In Yemen, President Ali Abdullah Saleh had our president for 33 years, first in northern Yemen, then in the same country from 1999. The country was considered a “budding democracy”, and Saleh was elected in 2006 in an election with cheating, elected and violations of press freedom.
Tawakkol Karman was born in 1979, studied trade and political science at the University of Sanaa, married and had three children. She worked as a journalist, and together with colleagues she started in 2005 the organization Women Journalists Without Chains . They wanted to work for freedom of expression and fundamental rights.

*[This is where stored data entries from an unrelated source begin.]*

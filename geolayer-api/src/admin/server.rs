//! Loopback-only TCP listener for the admin protocol.
//!
//! Each accepted connection runs its own [`Session`]. Requests and responses
//! are newline-delimited JSON. A session is closed after a malformed line,
//! after `idle_timeout` without a complete line, or once `max_session` has
//! elapsed since it was accepted.

use std::net::SocketAddr;
use std::sync::Arc;
use std::time::Duration;

use tokio::io::{AsyncBufReadExt, AsyncRead, AsyncReadExt, AsyncWrite, AsyncWriteExt, BufReader};
use tokio::net::{TcpListener, TcpStream};
use tokio::sync::watch;
use tokio::time::Instant;
use tracing::{debug, error, info, warn};

use crate::constants::MAX_ADMIN_LINE_BYTES;

use super::commands::AdminContext;
use super::protocol::Frame;
use super::session::{Outcome, Session};

/// Time limits applied to every admin session.
#[derive(Debug, Clone, Copy, PartialEq, Eq)]
pub struct SessionLimits {
    pub idle_timeout: Duration,
    pub max_session: Duration,
}

/// Only loopback peers may use the admin protocol.
pub fn is_local_peer(peer: &SocketAddr) -> bool {
    peer.ip().to_canonical().is_loopback()
}

enum ReadLine {
    Line(String),
    Eof,
    TooLong,
    NotUtf8,
}

async fn read_request_line<R>(reader: &mut BufReader<R>, buf: &mut Vec<u8>) -> std::io::Result<ReadLine>
where
    R: AsyncRead + Unpin,
{
    buf.clear();
    let limit = (MAX_ADMIN_LINE_BYTES + 1) as u64;
    let read = (&mut *reader).take(limit).read_until(b'\n', buf).await?;
    if read == 0 {
        return Ok(ReadLine::Eof);
    }
    if buf.last() != Some(&b'\n') && buf.len() > MAX_ADMIN_LINE_BYTES {
        return Ok(ReadLine::TooLong);
    }
    match std::str::from_utf8(buf) {
        Ok(line) => Ok(ReadLine::Line(line.trim().to_string())),
        Err(_) => Ok(ReadLine::NotUtf8),
    }
}

async fn write_frame<W>(writer: &mut W, frame: &Frame) -> std::io::Result<()>
where
    W: AsyncWrite + Unpin,
{
    writer.write_all(frame.to_line().as_bytes()).await?;
    writer.flush().await
}

/// Serve one admin connection until it closes.
///
/// Connections from non-loopback peers are closed without a response.
pub async fn serve_session<S>(stream: S, peer: SocketAddr, ctx: Arc<AdminContext>, limits: SessionLimits)
where
    S: AsyncRead + AsyncWrite + Unpin,
{
    let (reader, mut writer) = tokio::io::split(stream);
    if !is_local_peer(&peer) {
        warn!(peer = %peer, "Rejected non-local admin connection");
        let _ = writer.shutdown().await;
        return;
    }

    info!(peer = %peer, "Admin session opened");
    let mut reader = BufReader::new(reader);
    let mut session = Session::new(ctx);
    let deadline = Instant::now() + limits.max_session;
    let mut buf = Vec::new();

    loop {
        let read = tokio::select! {
            _ = tokio::time::sleep_until(deadline) => {
                let _ = write_frame(&mut writer, &Frame::error("session expired")).await;
                debug!(peer = %peer, "Admin session reached its time limit");
                break;
            }
            read = tokio::time::timeout(limits.idle_timeout, read_request_line(&mut reader, &mut buf)) => read,
        };

        let line = match read {
            Err(_) => {
                let _ = write_frame(&mut writer, &Frame::error("session idle timeout")).await;
                debug!(peer = %peer, "Admin session idle");
                break;
            }
            Ok(Err(e)) => {
                warn!(peer = %peer, error = %e, "Admin read failed");
                break;
            }
            Ok(Ok(ReadLine::Eof)) => break,
            Ok(Ok(ReadLine::TooLong)) => {
                let _ = write_frame(&mut writer, &Frame::error("malformed request: line too long")).await;
                break;
            }
            Ok(Ok(ReadLine::NotUtf8)) => {
                let _ = write_frame(&mut writer, &Frame::error("malformed request: invalid UTF-8")).await;
                break;
            }
            Ok(Ok(ReadLine::Line(line))) => line,
        };

        if line.is_empty() {
            continue;
        }

        let (frame, outcome) = session.handle_line(&line).await;
        if let Err(e) = write_frame(&mut writer, &frame).await {
            warn!(peer = %peer, error = %e, "Admin write failed");
            break;
        }
        if outcome == Outcome::Close {
            break;
        }
    }

    let _ = writer.shutdown().await;
    info!(peer = %peer, "Admin session closed");
}

/// Accept loop for admin connections.
pub struct AdminServer {
    listener: TcpListener,
    ctx: Arc<AdminContext>,
    limits: SessionLimits,
}

impl AdminServer {
    pub async fn bind(addr: SocketAddr, ctx: AdminContext, limits: SessionLimits) -> std::io::Result<Self> {
        let listener = TcpListener::bind(addr).await?;
        Ok(Self {
            listener,
            ctx: Arc::new(ctx),
            limits,
        })
    }

    pub fn local_addr(&self) -> std::io::Result<SocketAddr> {
        self.listener.local_addr()
    }

    /// Accept connections until `shutdown_rx` carries `true`.
    pub async fn run(self, mut shutdown_rx: watch::Receiver<bool>) {
        match self.listener.local_addr() {
            Ok(addr) => info!(addr = %addr, "Admin server listening"),
            Err(e) => warn!(error = %e, "Admin server address unavailable"),
        }

        loop {
            tokio::select! {
                changed = shutdown_rx.changed() => {
                    if changed.is_err() || *shutdown_rx.borrow() {
                        break;
                    }
                }
                accepted = self.listener.accept() => {
                    match accepted {
                        Ok((stream, peer)) => self.spawn_session(stream, peer),
                        Err(e) => error!(error = %e, "Admin accept failed"),
                    }
                }
            }
        }

        info!("Admin server stopped");
    }

    fn spawn_session(&self, stream: TcpStream, peer: SocketAddr) {
        let ctx = Arc::clone(&self.ctx);
        let limits = self.limits;
        tokio::spawn(serve_session(stream, peer, ctx, limits));
    }
}
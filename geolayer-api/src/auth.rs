//! Superuser credential handling.

use geolayer_core::constant_time_eq;
use secrecy::{ExposeSecret, SecretString};

use crate::constants::INSECURE_DEFAULT_SUPERUSER_KEY;
use crate::error::{ApiError, ApiResult};

/// The superuser secret gating administrative operations.
#[derive(Clone)]
pub struct SuperuserKey(SecretString);

impl SuperuserKey {
    pub fn new(key: impl Into<String>) -> Self {
        let key: String = key.into();
        Self(SecretString::new(key.into()))
    }

    /// Compare a presented key in constant time.
    pub fn verify(&self, presented: &str) -> bool {
        constant_time_eq(self.0.expose_secret().as_bytes(), presented.as_bytes())
    }

    /// Reject a request unless it carries the superuser key.
    pub fn require(&self, presented: Option<&str>) -> ApiResult<()> {
        match presented {
            Some(key) if self.verify(key) => Ok(()),
            Some(_) => Err(ApiError::unauthorized("incorrect authkey")),
            None => Err(ApiError::unauthorized("authkey required")),
        }
    }

    pub fn len(&self) -> usize {
        self.0.expose_secret().len()
    }

    pub fn is_empty(&self) -> bool {
        self.0.expose_secret().is_empty()
    }

    pub fn is_insecure_default(&self) -> bool {
        self.verify(INSECURE_DEFAULT_SUPERUSER_KEY)
    }
}

impl Default for SuperuserKey {
    fn default() -> Self {
        Self::new(INSECURE_DEFAULT_SUPERUSER_KEY)
    }
}

impl std::fmt::Debug for SuperuserKey {
    fn fmt(&self, f: &mut std::fmt::Formatter<'_>) -> std::fmt::Result {
        write!(f, "SuperuserKey([REDACTED, {} chars])", self.len())
    }
}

Karman bravely reported on human rights abuses, and in 2007 she began organizing peaceful demonstrations every week against corruption in government, for the release of political prisoners, for a democratic and secular state and rights for women.
Karman was arrested and nicknamed ” Mother of the Revolution». She is a member of the leading Islamist opposition party in Yemen, but is not affiliated with the conservative wing of the party when it comes to women’s rights. Among other things, she does not wear a face-covering niqab, like most Yemeni women, but wears a headscarf. The protests against the regime are rented from a tent camp in the center of the capital.

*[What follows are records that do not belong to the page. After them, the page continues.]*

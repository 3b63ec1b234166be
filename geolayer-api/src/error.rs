//! Error Types for the GeoLayer HTTP API
//!
//! This module defines error handling for the HTTP layer, including:
//! - ApiError struct for structured error responses
//! - ErrorCode enum for categorizing errors
//! - IntoResponse implementation for Axum HTTP responses
//!
//! Errors are serialized as `{"status":"error","code":"…","error":"…"}`.

use axum::{
    http::StatusCode,
    response::{IntoResponse, Response},
    Json,
};
use geolayer_core::{EntityKind, GeoError};
use serde::{Deserialize, Serialize};
use std::fmt;

// ============================================================================
// ERROR CODE ENUM
// ============================================================================

#[derive(Debug, Clone, Copy, PartialEq, Eq, Hash, Serialize, Deserialize)]
#[serde(rename_all = "SCREAMING_SNAKE_CASE")]
pub enum ErrorCode {
    // ========================================================================
    // Authentication Errors (401)
    // ========================================================================
    Unauthorized,

    // ========================================================================
    // Validation Errors (400)
    // ========================================================================
    MissingField,

    InvalidInput,

    MalformedRequest,

    // ========================================================================
    // Not Found Errors (404)
    // ========================================================================
    ApiKeyNotFound,

    DatasourceNotFound,

    FeatureNotFound,

    // ========================================================================
    // Server Errors (500)
    // ========================================================================
    StorageUnavailable,

    InternalError,
}

impl ErrorCode {
    pub fn status_code(&self) -> StatusCode {
        match self {
            ErrorCode::Unauthorized => StatusCode::UNAUTHORIZED,

            ErrorCode::MissingField | ErrorCode::InvalidInput | ErrorCode::MalformedRequest => {
                StatusCode::BAD_REQUEST
            }

            ErrorCode::ApiKeyNotFound
            | ErrorCode::DatasourceNotFound
            | ErrorCode::FeatureNotFound => StatusCode::NOT_FOUND,

            ErrorCode::StorageUnavailable | ErrorCode::InternalError => {
                StatusCode::INTERNAL_SERVER_ERROR
            }
        }
    }

    pub fn default_message(&self) -> &'static str {
        match self {
            ErrorCode::Unauthorized => "unauthorized",
            ErrorCode::MissingField => "required parameter is missing",
            ErrorCode::InvalidInput => "invalid input",
            ErrorCode::MalformedRequest => "malformed request",
            ErrorCode::ApiKeyNotFound => "apikey not found",
            ErrorCode::DatasourceNotFound => "datasource not found",
            ErrorCode::FeatureNotFound => "feature not found",
            ErrorCode::StorageUnavailable => "storage unavailable",
            ErrorCode::InternalError => "internal server error",
        }
    }
}

impl fmt::Display for ErrorCode {
    fn fmt(&self, f: &mut fmt::Formatter<'_>) -> fmt::Result {
        write!(f, "{:?}", self)
    }
}

// ============================================================================
// API ERROR STRUCT
// ============================================================================

#[derive(Debug, Clone, PartialEq, Eq)]
pub struct ApiError {
    pub code: ErrorCode,
    pub message: String,
}

/// Wire shape of an error response.
#[derive(Debug, Serialize, Deserialize)]
pub struct ErrorBody {
    pub status: String,
    pub code: ErrorCode,
    pub error: String,
}

impl ApiError {
    pub fn new(code: ErrorCode, message: impl Into<String>) -> Self {
        Self {
            code,
            message: message.into(),
        }
    }

    pub fn from_code(code: ErrorCode) -> Self {
        Self::new(code, code.default_message())
    }

    pub fn status_code(&self) -> StatusCode {
        self.code.status_code()
    }

    // ========================================================================
    // Convenience constructors for common errors
    // ========================================================================

    pub fn unauthorized(message: impl Into<String>) -> Self {
        Self::new(ErrorCode::Unauthorized, message)
    }

    pub fn missing_field(field: &str) -> Self {
        Self::new(
            ErrorCode::MissingField,
            format!("required parameter '{}' is missing", field),
        )
    }

    pub fn invalid_input(message: impl Into<String>) -> Self {
        Self::new(ErrorCode::InvalidInput, message)
    }

    pub fn internal_error(message: impl Into<String>) -> Self {
        Self::new(ErrorCode::InternalError, message)
    }

    pub fn body(&self) -> ErrorBody {
        ErrorBody {
            status: "error".to_string(),
            code: self.code,
            error: self.message.clone(),
        }
    }
}

impl fmt::Display for ApiError {
    fn fmt(&self, f: &mut fmt::Formatter<'_>) -> fmt::Result {
        write!(f, "[{}] {}", self.code, self.message)
    }
}

impl std::error::Error for ApiError {}

impl IntoResponse for ApiError {
    fn into_response(self) -> Response {
        let status = self.status_code();
        if status.is_server_error() {
            tracing::error!(code = %self.code, error = %self.message, "Request failed");
        } else {
            tracing::debug!(code = %self.code, error = %self.message, "Request rejected");
        }
        (status, Json(self.body())).into_response()
    }
}

// ============================================================================
// CONVERSIONS
// ============================================================================

impl From<GeoError> for ApiError {
    fn from(err: GeoError) -> Self {
        match err {
            GeoError::NotFound { kind, .. } => {
                let code = match kind {
                    EntityKind::Customer => ErrorCode::ApiKeyNotFound,
                    EntityKind::Datasource => ErrorCode::DatasourceNotFound,
                    EntityKind::Feature => ErrorCode::FeatureNotFound,
                };
                ApiError::new(code, err.to_string())
            }
            GeoError::Unauthorized(message) => ApiError::unauthorized(message),
            GeoError::BadRequest(message) => ApiError::invalid_input(message),
            GeoError::Malformed(message) => ApiError::new(ErrorCode::MalformedRequest, message),
            GeoError::StorageUnavailable(message) => {
                ApiError::new(ErrorCode::StorageUnavailable, message)
            }
            GeoError::Internal(message) => ApiError::internal_error(message),
        }
    }
}

/// Result type for API handlers.
pub type ApiResult<T> = Result<T, ApiError>;

#[cfg(test)]
mod tests {
    use super::*;

    #[test]
    fn test_geo_error_status_mapping() {
        let cases = [
            (GeoError::datasource_not_found("x"), StatusCode::NOT_FOUND),
            (GeoError::customer_not_found("x"), StatusCode::NOT_FOUND),
            (GeoError::feature_not_found(3), StatusCode::NOT_FOUND),
            (GeoError::Unauthorized("no".into()), StatusCode::UNAUTHORIZED),
            (GeoError::BadRequest("bad".into()), StatusCode::BAD_REQUEST),
            (GeoError::Malformed("bad".into()), StatusCode::BAD_REQUEST),
            (
                GeoError::StorageUnavailable("down".into()),
                StatusCode::INTERNAL_SERVER_ERROR,
            ),
            (GeoError::Internal("oops".into()), StatusCode::INTERNAL_SERVER_ERROR),
        ];
        for (err, status) in cases {
            assert_eq!(ApiError::from(err).status_code(), status);
        }
    }

    #[test]
    fn test_error_body_shape() {
        let body = ApiError::missing_field("apikey").body();
        let json = serde_json::to_value(&body).expect("serialize should succeed");
        assert_eq!(json["status"], "error");
        assert_eq!(json["code"], "MISSING_FIELD");
        assert_eq!(json["error"], "required parameter 'apikey' is missing");
    }

    #[test]
    fn test_feature_not_found_code() {
        let err = ApiError::from(GeoError::feature_not_found(9));
        assert_eq!(err.code, ErrorCode::FeatureNotFound);
        assert_eq!(err.message, "feature not found: 9");
    }
}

Tawakkol Karman is the first Arab woman and the second Muslim to receive the Nobel Peace Prize, and she is the youngest ever to receive the award.
8: Women’s role in peace work
It took a long time before women were perceived as anything other than victims of armed conflict. But there was a breakthrough in 2000, when the UN Security Council adopted Resolution 1325 on women, peace and security. The Nobel Committee now refers to the resolution, but it is far from certain that women will become actors on an equal footing with men in peace processes and peace work in general.

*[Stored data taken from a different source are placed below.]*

//! Admin command implementations.
//!
//! Each command takes a parsed request and returns the `data` payload of an
//! ok frame. Authentication is enforced by the session before dispatch.

use std::collections::BTreeMap;
use std::path::Path;
use std::sync::Arc;

use geolayer_core::{new_datasource_id, Customer, Feature, GeoError, GeoResult, Layer};
use geolayer_storage::{CustomerRegistry, LayerCache};
use serde_json::{json, Value};

use crate::auth::SuperuserKey;
use crate::events::HubEvent;
use crate::hub::UpdateHub;
use crate::state::AppState;

use super::importer::Importer;
use super::protocol::AdminRequest;

// ============================================================================
// METHODS
// ============================================================================

/// Admin protocol methods.
#[derive(Debug, Clone, Copy, PartialEq, Eq)]
pub enum Method {
    Ping,
    Help,
    Authenticate,
    AssignDatasource,
    CreateApikey,
    InsertApikey,
    InsertFeature,
    EditFeature,
    CreateDatasource,
    ExportApikeys,
    ExportApikey,
    ExportDatasources,
    ExportDatasource,
    ImportFile,
    DeleteDatasource,
}

impl Method {
    pub const ALL: [Method; 15] = [
        Method::Ping,
        Method::Help,
        Method::Authenticate,
        Method::AssignDatasource,
        Method::CreateApikey,
        Method::InsertApikey,
        Method::InsertFeature,
        Method::EditFeature,
        Method::CreateDatasource,
        Method::ExportApikeys,
        Method::ExportApikey,
        Method::ExportDatasources,
        Method::ExportDatasource,
        Method::ImportFile,
        Method::DeleteDatasource,
    ];

    pub fn as_str(&self) -> &'static str {
        match self {
            Method::Ping => "ping",
            Method::Help => "help",
            Method::Authenticate => "authenticate",
            Method::AssignDatasource => "assign_datasource",
            Method::CreateApikey => "create_apikey",
            Method::InsertApikey => "insert_apikey",
            Method::InsertFeature => "insert_feature",
            Method::EditFeature => "edit_feature",
            Method::CreateDatasource => "create_datasource",
            Method::ExportApikeys => "export_apikeys",
            Method::ExportApikey => "export_apikey",
            Method::ExportDatasources => "export_datasources",
            Method::ExportDatasource => "export_datasource",
            Method::ImportFile => "import_file",
            Method::DeleteDatasource => "delete_datasource",
        }
    }

    pub fn parse(name: &str) -> Option<Self> {
        Method::ALL.into_iter().find(|m| m.as_str() == name)
    }

    /// `ping`, `help` and `authenticate` are open to every session.
    pub fn requires_auth(&self) -> bool {
        !matches!(self, Method::Ping | Method::Help | Method::Authenticate)
    }
}

// ============================================================================
// CONTEXT
// ============================================================================

/// Everything an admin session can touch.
#[derive(Clone)]
pub struct AdminContext {
    pub cache: Arc<LayerCache>,
    pub registry: Arc<CustomerRegistry>,
    pub hub: Arc<UpdateHub>,
    pub superuser: SuperuserKey,
    pub importer: Importer,
}

fn missing() -> GeoError {
    GeoError::BadRequest("missing required parameters".to_string())
}

fn required(value: Option<&str>) -> GeoResult<&str> {
    value.filter(|s| !s.is_empty()).ok_or_else(missing)
}

/// Feature index from a JSON number or numeric string.
fn parse_index(value: &Value) -> GeoResult<usize> {
    let index = match value {
        Value::Number(n) => n.as_u64(),
        Value::String(s) => s.trim().parse::<u64>().ok(),
        _ => None,
    };
    index
        .and_then(|i| usize::try_from(i).ok())
        .ok_or_else(|| GeoError::BadRequest(format!("invalid geo_id: {}", value)))
}

impl AdminContext {
    pub fn new(state: &AppState, importer: Importer) -> Self {
        Self {
            cache: Arc::clone(&state.cache),
            registry: Arc::clone(&state.registry),
            hub: Arc::clone(&state.hub),
            superuser: state.superuser.clone(),
            importer,
        }
    }

    pub fn ping(&self) -> Value {
        json!({"message": "pong", "version": geolayer_core::VERSION})
    }

    pub fn help(&self) -> Value {
        let methods: Vec<&str> = Method::ALL.iter().map(Method::as_str).collect();
        json!({ "methods": methods })
    }

    /// Check a presented superuser key.
    pub fn authenticate(&self, req: &AdminRequest) -> GeoResult<Value> {
        match req.authkey.as_deref() {
            Some(key) if self.superuser.verify(key) => Ok(json!({})),
            _ => Err(GeoError::Unauthorized("incorrect authkey".to_string())),
        }
    }

    pub fn assign_datasource(&self, req: &AdminRequest) -> GeoResult<Value> {
        let apikey = required(req.apikey.as_deref().or(req.data.apikey.as_deref()))?;
        let datasource = required(req.datasource.as_deref().or(req.data.datasource.as_deref()))?;
        self.registry.assign_datasource(apikey, datasource)?;
        Ok(json!({}))
    }

    pub fn create_apikey(&self) -> GeoResult<Value> {
        let customer = self.registry.create_customer()?;
        Ok(json!({ "apikey": customer.apikey }))
    }

    /// Store a customer exactly as given, dropping repeated datasources.
    pub fn insert_apikey(&self, req: &AdminRequest) -> GeoResult<Value> {
        let apikey = required(req.data.apikey.as_deref())?;
        let mut customer = Customer::new(apikey);
        for datasource in req.data.datasources.iter().flatten() {
            customer.add_datasource(datasource.clone());
        }
        self.registry.put_customer(&customer)?;
        Ok(json!({ "apikey": customer.apikey }))
    }

    pub fn insert_feature(&self, req: &AdminRequest) -> GeoResult<Value> {
        let datasource = required(req.data.datasource.as_deref())?;
        let feature = Feature::from_value(req.data.feature.clone().ok_or_else(missing)?)?;

        self.cache.update_layer(datasource, |layer| {
            layer.add_feature(feature);
            Ok(())
        })?;
        self.hub.notify_updated(datasource);
        Ok(json!({"datasource_id": datasource, "message": "feature added"}))
    }

    pub fn edit_feature(&self, req: &AdminRequest) -> GeoResult<Value> {
        let datasource = required(req.data.datasource.as_deref())?;
        let index = parse_index(req.data.geo_id.as_ref().ok_or_else(missing)?)?;
        let feature = Feature::from_value(req.data.feature.clone().ok_or_else(missing)?)?;

        self.cache
            .update_layer(datasource, |layer| layer.replace_feature(index, feature))?;
        self.hub.notify_updated(datasource);
        Ok(json!({"datasource_id": datasource, "message": "feature edited"}))
    }

    /// Store `data.layer` under `data.datasource`, or an empty layer under a
    /// freshly minted id.
    pub fn create_datasource(&self, req: &AdminRequest) -> GeoResult<Value> {
        let (datasource, layer) = match req.data.datasource.as_deref().filter(|s| !s.is_empty()) {
            Some(datasource) => {
                let layer = match req.data.layer.clone() {
                    Some(value) => Layer::from_value(value)?,
                    None => Layer::new(),
                };
                (datasource.to_string(), layer)
            }
            None => (new_datasource_id(), Layer::new()),
        };

        self.cache.put_layer(&datasource, layer)?;
        tracing::info!(datasource = %datasource, "Datasource created");
        // A supplied id may replace a layer that already has subscribers.
        self.hub.notify_updated(&datasource);
        Ok(json!({ "datasource_id": datasource }))
    }

    pub fn export_apikeys(&self) -> GeoResult<Value> {
        Ok(serde_json::to_value(self.registry.list_customers()?)?)
    }

    pub fn export_apikey(&self, req: &AdminRequest) -> GeoResult<Value> {
        let apikey = required(req.apikey.as_deref().or(req.data.apikey.as_deref()))?;
        Ok(serde_json::to_value(self.registry.get_customer(apikey)?)?)
    }

    pub fn export_datasources(&self) -> GeoResult<Value> {
        let layers: BTreeMap<String, Layer> = self.cache.scan_layers()?.into_iter().collect();
        Ok(serde_json::to_value(layers)?)
    }

    pub fn export_datasource(&self, req: &AdminRequest) -> GeoResult<Value> {
        let datasource = required(req.datasource.as_deref().or(req.data.datasource.as_deref()))?;
        Ok(serde_json::to_value(self.cache.get_layer(datasource)?)?)
    }

    /// Import a file from the server's filesystem as a new datasource.
    pub async fn import_file(&self, req: &AdminRequest) -> GeoResult<Value> {
        let file = required(req.file.as_deref())?;
        let layer = self.importer.load(Path::new(file)).await?;

        let datasource = new_datasource_id();
        let features = layer.len();
        self.cache.put_layer(&datasource, layer)?;
        tracing::info!(datasource = %datasource, file = %file, features, "File imported");
        Ok(json!({ "datasource": datasource }))
    }

    /// Physically remove a layer and unlink it from every customer.
    pub fn delete_datasource(&self, req: &AdminRequest) -> GeoResult<Value> {
        let datasource = required(req.datasource.as_deref().or(req.data.datasource.as_deref()))?;
        if !self.cache.delete_layer(datasource)? {
            return Err(GeoError::datasource_not_found(datasource));
        }
        let unlinked = self.registry.unlink_everywhere(datasource)?;
        self.hub.broadcast(
            datasource,
            HubEvent::LayerDeleted {
                datasource: datasource.to_string(),
            },
        );
        tracing::info!(datasource = %datasource, unlinked, "Datasource deleted");
        Ok(json!({ "datasource": datasource, "unlinked": unlinked }))
    }
}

Resolution 1325 from the Security Council in the UN (the rest is taken from fn1325.no , which quotes from Resolution 1325)
Resolution 1325 on women, peace and security aims to increase women’s participation and influence in the work of preventing, managing and resolving conflicts. The resolution will also contribute to safeguarding women’s human rights during flight, in war and conflict and integrate the gender perspective in peace-building work.
With Resolution 1325 in 2000, for the first time in the history of the UN, the Security Council took a position on issues concerning the role and experiences of women in armed
The Security Council …
- refers to several previous resolutions: 1261 (1999), 1265 (1999), Nos. 1296 (2000) and 1314 (2000), in addition to statements by the President of the Council and to the President’s statement to the press on International Women’s Day 8 March 2000 (SC / 6816),
- refers to the commitments under the Beijing Declaration and Program of Action (A / 52/231), and in the final document of the 23rd Special Session (Women 2000: Equality, Development and Peace for the 21st Century), in particular on women and armed conflict ,
- Recalls the purpose and principles of the UN Charter and the main responsibility of the Security Council under the Charter for the maintenance of international peace and security;
- Expresses its concern that civilians, especially women and children, make up the vast majority of those affected by armed conflict,g. as refugees and internally displaced persons, and who are increasingly falling victim to combatants and other armed groups, and recognizing the consequences of this for lasting peace and security, and that the Council’s role must be strengthened through decisions that can prevent and resolve conflicts
- Reaffirms the important role of women in preventing and resolving conflicts and building peace, and emphasizes the importance of women participating equally and being fully involved in all measures to maintain and promote peace and security, and that women must participate more in decision-making processes for conflict prevention and resolution
- also reaffirms the need to fully implement international humanitarian law and international law provisions that protect women’s and girls’ rights during and after conflicts;
- emphasizes that all parties ensure that demining and mine awareness programs take into account the special needs of women and girls;
- Recognizes the urgent need to integrate a women’s perspective into peacekeeping operations;
- also recognizes that understanding of how armed conflict affects women and girls, and that effective institutional arrangements to guarantee them protection and full participation in the peace process will make a significant contribution to maintaining and promoting peace and security;
- points to the need for better data on the effects of armed conflict on women and girls.